One of the most uniquely qualified and prescient guests on my radio show is Dr. Marilyn Singleton. She is not only a doctor, but a lawyer too, and she is black. Accordingly, she has an incredibly deep and rich perspective on medicine, the law and race relations unlike any other. We recently had a very meaningful discussion on a column she wrote for The Conservative Pundit entitled “Eugenics, Euthanasia, Infanticide and the Lord’s Work.”
Whereas the left in America wants to continuously beat up our founding fathers and others for various sins of the past, including the institution of slavery, they have thus far given themselves a pass for the vestiges of other forms of discrimination that remain alive and well to this day. This discrimination has long been countenanced in our society under the guise of a woman’s right to choose to abort a child, especially if the child is diagnosed in-vitro as suffering from an abnormality such as a birth defect. How else to explain that we have practically “cured” Down syndrome by way of abortion, to put it kindly?

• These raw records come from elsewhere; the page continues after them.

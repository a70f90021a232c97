//! In-memory stores

use std::collections::HashMap;

use async_trait::async_trait;
use parking_lot::RwLock;

use super::{AuditStore, RecordStore, SchemaStore, StorePage};
use crate::audit::{AuditLog, AuditLogQuery};
use crate::error::{EngineError, EntityKind, Result};
use crate::query::{sort_records, StoreQuery};
use crate::record::{DataRecord, RecordPatch};
use crate::schema::ToolSchema;

#[derive(Default)]
pub struct MemorySchemaStore {
    schemas: RwLock<HashMap<String, ToolSchema>>,
}

impl MemorySchemaStore {
    pub fn new() -> Self {
        Self::default()
    }
}

/// Uniqueness check shared by the schema stores
pub(crate) fn ensure_unique(existing: &HashMap<String, ToolSchema>, schema: &ToolSchema) -> Result<()> {
    if existing.contains_key(&schema.id) {
        return Err(EngineError::Conflict(format!(
            "Schema with id '{}' already exists",
            schema.id
        )));
    }
    if existing.values().any(|s| s.tool_id == schema.tool_id) {
        return Err(EngineError::Conflict(format!(
            "Tool with ID '{}' already exists",
            schema.tool_id
        )));
    }
    Ok(())
}

#[async_trait]
impl SchemaStore for MemorySchemaStore {
    async fn insert(&self, schema: ToolSchema) -> Result<()> {
        let mut schemas = self.schemas.write();
        ensure_unique(&schemas, &schema)?;
        schemas.insert(schema.id.clone(), schema);
        Ok(())
    }

    async fn replace(&self, schema: ToolSchema) -> Result<()> {
        let mut schemas = self.schemas.write();
        match schemas.get_mut(&schema.id) {
            Some(slot) => {
                *slot = schema;
                Ok(())
            }
            None => Err(EngineError::not_found(EntityKind::Schema, schema.id)),
        }
    }

    async fn find_by_id(&self, id: &str) -> Result<Option<ToolSchema>> {
        Ok(self.schemas.read().get(id).cloned())
    }

    async fn find_by_tool_id(&self, tool_id: &str) -> Result<Option<ToolSchema>> {
        Ok(self
            .schemas
            .read()
            .values()
            .find(|s| s.tool_id == tool_id)
            .cloned())
    }

    async fn list(&self) -> Result<Vec<ToolSchema>> {
        Ok(self.schemas.read().values().cloned().collect())
    }

    async fn delete(&self, id: &str) -> Result<bool> {
        Ok(self.schemas.write().remove(id).is_some())
    }
}

/// Records grouped by resource, kept in insertion order
#[derive(Default)]
pub struct MemoryRecordStore {
    resources: RwLock<HashMap<String, Vec<DataRecord>>>,
}

impl MemoryRecordStore {
    pub fn new() -> Self {
        Self::default()
    }

    /// Number of records held for a resource
    pub fn count(&self, resource: &str) -> usize {
        self.resources.read().get(resource).map_or(0, Vec::len)
    }
}

#[async_trait]
impl RecordStore for MemoryRecordStore {
    async fn insert(&self, resource: &str, record: DataRecord) -> Result<DataRecord> {
        let mut resources = self.resources.write();
        let records = resources.entry(resource.to_string()).or_default();
        if records.iter().any(|r| r.id == record.id) {
            return Err(EngineError::Conflict(format!(
                "Record with id '{}' already exists",
                record.id
            )));
        }
        records.push(record.clone());
        Ok(record)
    }

    async fn find_by_id(&self, resource: &str, id: &str) -> Result<Option<DataRecord>> {
        Ok(self
            .resources
            .read()
            .get(resource)
            .and_then(|records| records.iter().find(|r| r.id == id).cloned()))
    }

    async fn find(&self, resource: &str, query: &StoreQuery) -> Result<StorePage> {
        let mut matched: Vec<DataRecord> = self
            .resources
            .read()
            .get(resource)
            .map(|records| records.iter().filter(|r| query.matches(r)).cloned().collect())
            .unwrap_or_default();

        sort_records(&mut matched, &query.sort);
        let total = matched.len() as u64;
        let data = matched.into_iter().skip(query.skip).take(query.limit).collect();
        Ok(StorePage { data, total })
    }

    async fn update(&self, resource: &str, id: &str, patch: &RecordPatch) -> Result<Option<DataRecord>> {
        let mut resources = self.resources.write();
        let record = resources
            .get_mut(resource)
            .and_then(|records| records.iter_mut().find(|r| r.id == id));
        Ok(record.map(|r| {
            r.apply(patch);
            r.clone()
        }))
    }

    async fn delete(&self, resource: &str, id: &str) -> Result<bool> {
        let mut resources = self.resources.write();
        let Some(records) = resources.get_mut(resource) else {
            return Ok(false);
        };
        let before = records.len();
        records.retain(|r| r.id != id);
        Ok(records.len() != before)
    }

    async fn update_many(&self, resource: &str, ids: &[String], patch: &RecordPatch) -> Result<Vec<String>> {
        let mut resources = self.resources.write();
        let Some(records) = resources.get_mut(resource) else {
            return Ok(Vec::new());
        };
        let mut updated = Vec::new();
        for record in records.iter_mut().filter(|r| ids.contains(&r.id)) {
            record.apply(patch);
            updated.push(record.id.clone());
        }
        Ok(updated)
    }
}

#[derive(Default)]
pub struct MemoryAuditStore {
    entries: RwLock<Vec<AuditLog>>,
}

impl MemoryAuditStore {
    pub fn new() -> Self {
        Self::default()
    }

    pub fn len(&self) -> usize {
        self.entries.read().len()
    }

    pub fn is_empty(&self) -> bool {
        self.entries.read().is_empty()
    }

    /// Every entry in append order
    pub fn entries(&self) -> Vec<AuditLog> {
        self.entries.read().clone()
    }

    fn newest_first<'a>(entries: impl DoubleEndedIterator<Item = &'a AuditLog>) -> Vec<AuditLog> {
        let mut out: Vec<AuditLog> = entries.rev().cloned().collect();
        out.sort_by(|a, b| b.timestamp.cmp(&a.timestamp));
        out
    }
}

#[async_trait]
impl AuditStore for MemoryAuditStore {
    async fn append(&self, entry: AuditLog) -> Result<()> {
        self.entries.write().push(entry);
        Ok(())
    }

    async fn find_by_id(&self, id: &str) -> Result<Option<AuditLog>> {
        Ok(self.entries.read().iter().find(|e| e.id == id).cloned())
    }

    async fn find_by_record(&self, record_id: &str) -> Result<Vec<AuditLog>> {
        let entries = self.entries.read();
        Ok(Self::newest_first(
            entries.iter().filter(|e| e.record_id == record_id),
        ))
    }

    async fn query(&self, query: &AuditLogQuery, skip: usize, limit: usize) -> Result<(Vec<AuditLog>, u64)> {
        let matched = {
            let entries = self.entries.read();
            Self::newest_first(entries.iter().filter(|e| query.matches(e)))
        };
        let total = matched.len() as u64;
        Ok((matched.into_iter().skip(skip).take(limit).collect(), total))
    }
}

#[cfg(test)]
mod tests {
    use super::*;
    use crate::schema::{SortDirection, SortSpec};
    use serde_json::{json, Map, Value};

    fn record(id: &str, fields: Value) -> DataRecord {
        let map: Map<String, Value> = match fields {
            Value::Object(map) => map,
            _ => Map::new(),
        };
        DataRecord::new(id, map, "u1")
    }

    fn query_all(limit: usize) -> StoreQuery {
        StoreQuery {
            all_of: vec![],
            any_of: vec![],
            sort: SortSpec::new("n", SortDirection::Asc),
            skip: 0,
            limit,
        }
    }

    #[tokio::test]
    async fn test_find_sorts_then_pages() {
        let store = MemoryRecordStore::new();
        for n in [3, 1, 2] {
            store
                .insert("items", record(&format!("r{}", n), json!({ "n": n })))
                .await
                .unwrap();
        }

        let mut query = query_all(2);
        query.skip = 1;
        let page = store.find("items", &query).await.unwrap();

        assert_eq!(page.total, 3);
        let ids: Vec<_> = page.data.iter().map(|r| r.id.as_str()).collect();
        assert_eq!(ids, vec!["r2", "r3"]);
    }

    #[tokio::test]
    async fn test_update_many_reports_only_existing_ids() {
        let store = MemoryRecordStore::new();
        store.insert("items", record("a", json!({}))).await.unwrap();
        store.insert("items", record("b", json!({}))).await.unwrap();

        let patch = RecordPatch::single("status", json!("closed"), "u2");
        let ids = vec!["a".to_string(), "missing".to_string()];
        let updated = store.update_many("items", &ids, &patch).await.unwrap();

        assert_eq!(updated, vec!["a".to_string()]);
        let b = store.find_by_id("items", "b").await.unwrap().unwrap();
        assert!(b.fields.get("status").is_none());
    }

    #[tokio::test]
    async fn test_delete_unknown_resource() {
        let store = MemoryRecordStore::new();
        assert!(!store.delete("nothing", "x").await.unwrap());
    }
}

With the guidance of Dr. Singleton, let’s further consider the words “birth defect” in light of our history and present values. Those words mean different things to different people. Back in the early 1900s, the American Breeders Association (people, not dogs) issued a report analyzing the problem of unfit people messing up our gene pool. As Dr. Singleton reports, the subsequent Model Eugenical Sterilization Law became “the blueprint for the sterilization of the socially inadequate including the feebleminded, insane, criminalistic, epileptic, inebriate, diseased, blind, deaf, deformed, dependent, orphans, ne’er do-wells, tramps, the homeless and paupers. By the 1920s, 33 states had compulsory sterilization laws.”
Dr. Singleton went on to say that Margaret Sanger, the Founder of Planned Parenthood, “advocated for mandatory IQ testing for the lower classes and the issuance of government-approved parenthood permits as a prerequisite to having children.” In essence, Margaret Sanger figured sterilization was cheaper and more efficient in the long run than segregation. This all begs the question, why is Margaret Sanger still considered an icon in our society to this day? But I digress.
None of these sentiments occurred in a vacuum and neither have they disappeared from our society. Robert Zubrin, PhD, wrote a book called “The Merchants of Despair” that explained this dastardly ideological runaway train. Basically, it started with the false prophet and prognosticator Thomas Malthus who centuries ago predicted that human population growth would imminently outstrip the resources of the planet, leading to an ecological genocide of the human race. Up next to bat was Charles Darwin, who taught us that it is only natural for the strong to survive. The cleanup batter was Margaret Sanger and her fellow eugenicists who figured that the strong had a right and moral duty to eradicate the weak and inferior races by way of sterilizing and aborting the offspring of the same. What a wonderful world.
To this day, I still hear radical environmentalists quoting Malthus while ignoramus feminazis prostrate themselves at the feet of Margaret Sanger, the mother of unwashed white privilege.